The genes included in the Oncomine Pan-Cancer Cell-Free Assay were selected based on curation of available peer-reviewed literature, clinical trial information, and NCCN guidelines. There are a wide range of gene alterations that impact therapy across selection indications, and molecular testing for these targets is important for both selection of appropriate targeted therapies and avoidance of therapies that are unlikely to provide clinical benefit. Thus, management of advanced solid tumors is becoming increasingly reliant on molecular testing of multiple genes from a single sample.
For example, the Oncomine Pan-Cancer Cell-Free Assay includes coverage of NCCN and European Society for Medical Oncology (ESMO guidelines–recommended genes for NSCLC—EGFR (including both EGFRTKI–sensitizing and acquired resistance mutations), ALK fusions, ROS1 fusions, and BRAF mutations.
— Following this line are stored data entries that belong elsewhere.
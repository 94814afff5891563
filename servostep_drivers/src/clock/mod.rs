//! Free-running wallclock for the control loop.

use cortex_m::peripheral::{DCB, DWT};

use servostep_algo::driver::Clock;

/// DWT cycle counter as the core's 32-bit wrapping tick source. One tick is
/// one CPU cycle; the control core scales deltas down before they enter the
/// PID.
pub struct DwtClock;

impl DwtClock {
    pub fn new(dcb: &mut DCB, dwt: &mut DWT) -> Self {
        dcb.enable_trace();
        dwt.enable_cycle_counter();
        DwtClock
    }
}

impl Clock for DwtClock {
    fn read_time(&self) -> u32 {
        DWT::cycle_count()
    }
}
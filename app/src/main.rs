#![no_main]
#![no_std]

//! Single-axis servo-stepper firmware.
//!
//! TIM2 runs at twice the 6 kHz control rate and alternates between two
//! jobs: starting the DMA read of the SPI angle sensor, and feeding the
//! latched angle through the control core. Mode changes and stats queries
//! run as priority-0 software tasks; locking the registry from there masks
//! the control interrupt, which is the per-instance critical section the
//! core's command entry points rely on.

use defmt_rtt as _;
use panic_probe as _;

use hal::{
    clocks::Clocks,
    dma::{self, Dma, DmaChannel, DmaInput, DmaInterrupt, DmaPeriph},
    pac,
};

use cortex_m;

static mut SPI_READ_BUF: [u8; 4] = [0x00, 0x00, 0x00, 0x00];

/// Control samples per second.
const SAMPLE_HZ: u32 = 6_000;

/// Object id of the single axis.
const SERVO_OID: u8 = 0;

/// Motor geometry: 1.8 degree motor, 16 microsteps per full step.
const FULL_STEPS_PER_ROTATION: u32 = 200;
const STEP_MULTIPLIER: u32 = 16;

/// Current scales handed to the H-bridge (0..=255).
const RUN_CURRENT_SCALE: u32 = 200;
const HOLD_CURRENT_SCALE: u32 = 60;

/// Host-style PID gains, pre-multiplied by 1024.
const PID_KP: i16 = 4 << 10;
const PID_KI: i16 = 1 << 10;
const PID_KD: i16 = 1 << 8;

#[rtic::app(device = pac, peripherals = true)]
mod app {
    use super::*;

    use servostep_algo::commands::{Command, Response, ServoRegistry};
    use servostep_algo::encoder_position::PositionTracker;
    use servostep_algo::math_integer::time_scale_shift;
    use servostep_algo::servo_stepper::{MODE_HPID, MODE_OPEN_LOOP};
    use servostep_algo::shutdown::Shutdown;
    use servostep_algo::{ServoConfig, ServoStepper};

    use servostep_drivers::clock::DwtClock;
    use servostep_drivers::encoder_spi::EncoderSpi;
    use servostep_drivers::hbridge::HBridge;
    use servostep_drivers::{pinout, pwm};

    type Registry = ServoRegistry<HBridge, DwtClock, 1>;

    #[shared]
    struct Shared {
        spi1: EncoderSpi,
        registry: Registry,
    }

    #[local]
    struct Local {
        tracker: PositionTracker,
        underflow: bool,
        ticks: u32,
    }

    #[init]
    fn init(ctx: init::Context) -> (Shared, Local) {
        let dp = ctx.device;
        let mut cp = ctx.core;

        let clock_cfg = Clocks::default();
        clock_cfg.setup().unwrap();
        let sysclk_freq = clock_cfg.sysclk();
        defmt::debug!("SYSTEM: Clock frequency is {} MHz", sysclk_freq / 1_000_000);

        // TIM2 ticks at twice the control rate; every other tick runs the
        // loop, the other starts the encoder read
        let bridge_pwm = pwm::BridgePwm::new(dp.TIM2, &clock_cfg, (SAMPLE_HZ * 2) as u16);
        let hbridge = HBridge::new(bridge_pwm);

        let wallclock = DwtClock::new(&mut cp.DCB, &mut cp.DWT);

        let config = ServoConfig {
            full_steps_per_rotation: FULL_STEPS_PER_ROTATION,
            step_multiplier: STEP_MULTIPLIER,
            invert_direction: false,
            time_scale_shift: time_scale_shift(sysclk_freq, SAMPLE_HZ),
            // ~0.3 s of hold current before init sampling
            init_settle_ticks: SAMPLE_HZ * 3 / 10,
        };

        let mut registry = Registry::new();
        registry
            .config_servo_stepper(SERVO_OID, ServoStepper::new(config, hbridge, wallclock))
            .unwrap();
        registry
            .dispatch(Command::SetMode {
                oid: SERVO_OID,
                mode: MODE_OPEN_LOOP,
                run_current_scale: RUN_CURRENT_SCALE,
                flex: HOLD_CURRENT_SCALE,
                kp: 0,
                ki: 0,
                kd: 0,
            })
            .unwrap();

        let spi1 = EncoderSpi::new(dp.SPI1);

        let _dma1 = Dma::new(dp.DMA1);
        dma::enable_mux1();
        dma::mux(DmaPeriph::Dma1, DmaChannel::C3, DmaInput::Spi1Tx);
        dma::mux(DmaPeriph::Dma1, DmaChannel::C2, DmaInput::Spi1Rx);

        (
            Shared { spi1, registry },
            Local {
                tracker: PositionTracker::new(),
                underflow: true,
                ticks: 0,
            },
        )
    }

    #[task(binds = TIM2, shared = [spi1, registry], local = [tracker, underflow, ticks])]
    fn tim2_period_elapsed(mut cx: tim2_period_elapsed::Context) {
        // Acknowledge the tick through the timer the H-bridge runs on
        cx.shared.registry.lock(|registry| {
            if let Ok(servo) = registry.lookup(SERVO_OID) {
                servo.driver_mut().pwm_mut().clear_update_interrupt();
            }
        });

        *cx.local.underflow = !*cx.local.underflow;

        if *cx.local.underflow {
            // Control half: fold the latched angle into the absolute
            // position and run one sample of the active mode
            let angle = cx.shared.spi1.lock(|spi1| spi1.angle());
            let position = cx.local.tracker.tick(angle);

            cx.shared.registry.lock(|registry| {
                if let Err(err) = registry.update(SERVO_OID, position) {
                    shutdown_axis(registry, err);
                }
            });

            *cx.local.ticks = cx.local.ticks.wrapping_add(1);
            if *cx.local.ticks == SAMPLE_HZ / 2 {
                // half a second of open-loop hold, then close the loop
                engage_closed_loop::spawn().ok();
            }
            if *cx.local.ticks % SAMPLE_HZ == 0 {
                report_stats::spawn().ok();
            }
        } else {
            // Acquisition half: start the SPI DMA read
            encoder_begin_read::spawn().ok();
        }
    }

    #[task(priority = 0, shared = [spi1])]
    async fn encoder_begin_read(mut cx: encoder_begin_read::Context) {
        cx.shared.spi1.lock(|spi1| unsafe {
            spi1.begin_read();
            spi1.get_spi().transfer_dma(
                &EncoderSpi::READ_ANGLE_FRAME,
                &mut *core::ptr::addr_of_mut!(SPI_READ_BUF),
                DmaChannel::C3,
                DmaChannel::C2,
                Default::default(),
                Default::default(),
                DmaPeriph::Dma1,
            );
        });
    }

    #[task(binds = DMA1_CH2, shared = [spi1], priority = 1)]
    fn encoder_end_read(mut cx: encoder_end_read::Context) {
        dma::clear_interrupt(
            DmaPeriph::Dma1,
            DmaChannel::C2,
            DmaInterrupt::TransferComplete,
        );
        cx.shared.spi1.lock(|spi1| {
            spi1.get_spi()
                .stop_dma(DmaChannel::C3, Some(DmaChannel::C2), DmaPeriph::Dma1);
            spi1.get_spi()
                .cleanup_dma(DmaPeriph::Dma1, DmaChannel::C3, Some(DmaChannel::C2));
            spi1.finish_read(unsafe { *core::ptr::addr_of!(SPI_READ_BUF) });
        });
    }

    /// Command context: transition open-loop -> closed loop. The registry
    /// lock masks the control interrupt for the duration of the mutation.
    #[task(priority = 0, shared = [registry])]
    async fn engage_closed_loop(mut cx: engage_closed_loop::Context) {
        defmt::info!("servo: closing the loop");
        cx.shared.registry.lock(|registry| {
            let result = registry.dispatch(Command::SetMode {
                oid: SERVO_OID,
                mode: MODE_HPID,
                run_current_scale: RUN_CURRENT_SCALE,
                flex: HOLD_CURRENT_SCALE,
                kp: PID_KP,
                ki: PID_KI,
                kd: PID_KD,
            });
            match result {
                Ok(_) => pinout::led::status().set_high(),
                Err(err) => shutdown_axis(registry, err),
            }
        });
    }

    /// Command context: periodic stats readout.
    #[task(priority = 0, shared = [registry])]
    async fn report_stats(mut cx: report_stats::Context) {
        let response = cx
            .shared
            .registry
            .lock(|registry| registry.dispatch(Command::GetStats { oid: SERVO_OID }));
        match response {
            Ok(Some(Response::ServoStepperStats {
                oid,
                error,
                max_time,
            })) => {
                defmt::info!(
                    "servo_stepper_stats oid={} error={} max_time={}",
                    oid,
                    error,
                    max_time
                );
            }
            Ok(None) => {}
            Err(err) => cx
                .shared
                .registry
                .lock(|registry| shutdown_axis(registry, err)),
        }
    }

    /// Non-recoverable fault: report, de-energize, latch the fault LED.
    fn shutdown_axis(registry: &mut Registry, err: Shutdown) {
        defmt::error!("servo shutdown: {}", err);
        if let Ok(servo) = registry.lookup(SERVO_OID) {
            servo.set_disabled();
        }
        pinout::led::fault().set_high();
    }
}

#[defmt::panic_handler]
fn panic() -> ! {
    cortex_m::asm::udf()
}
In addition, the assay enables highly sensitive detection of acquired resistance mechanisms to targeted therapies in NSCLC such as EGFR T790M mutations, kinase domain mutations in ALK, MET amplification and ERBB2 amplification.
Here we describe an analytical validation approach to assess the performance characteristics of the Oncomine Pan-Cancer Cell-Free Assay using both commercially available pre-characterized cell-free reference materials as well as clinical plasma samples from three solid tumor indications procured from a commercial biorepository.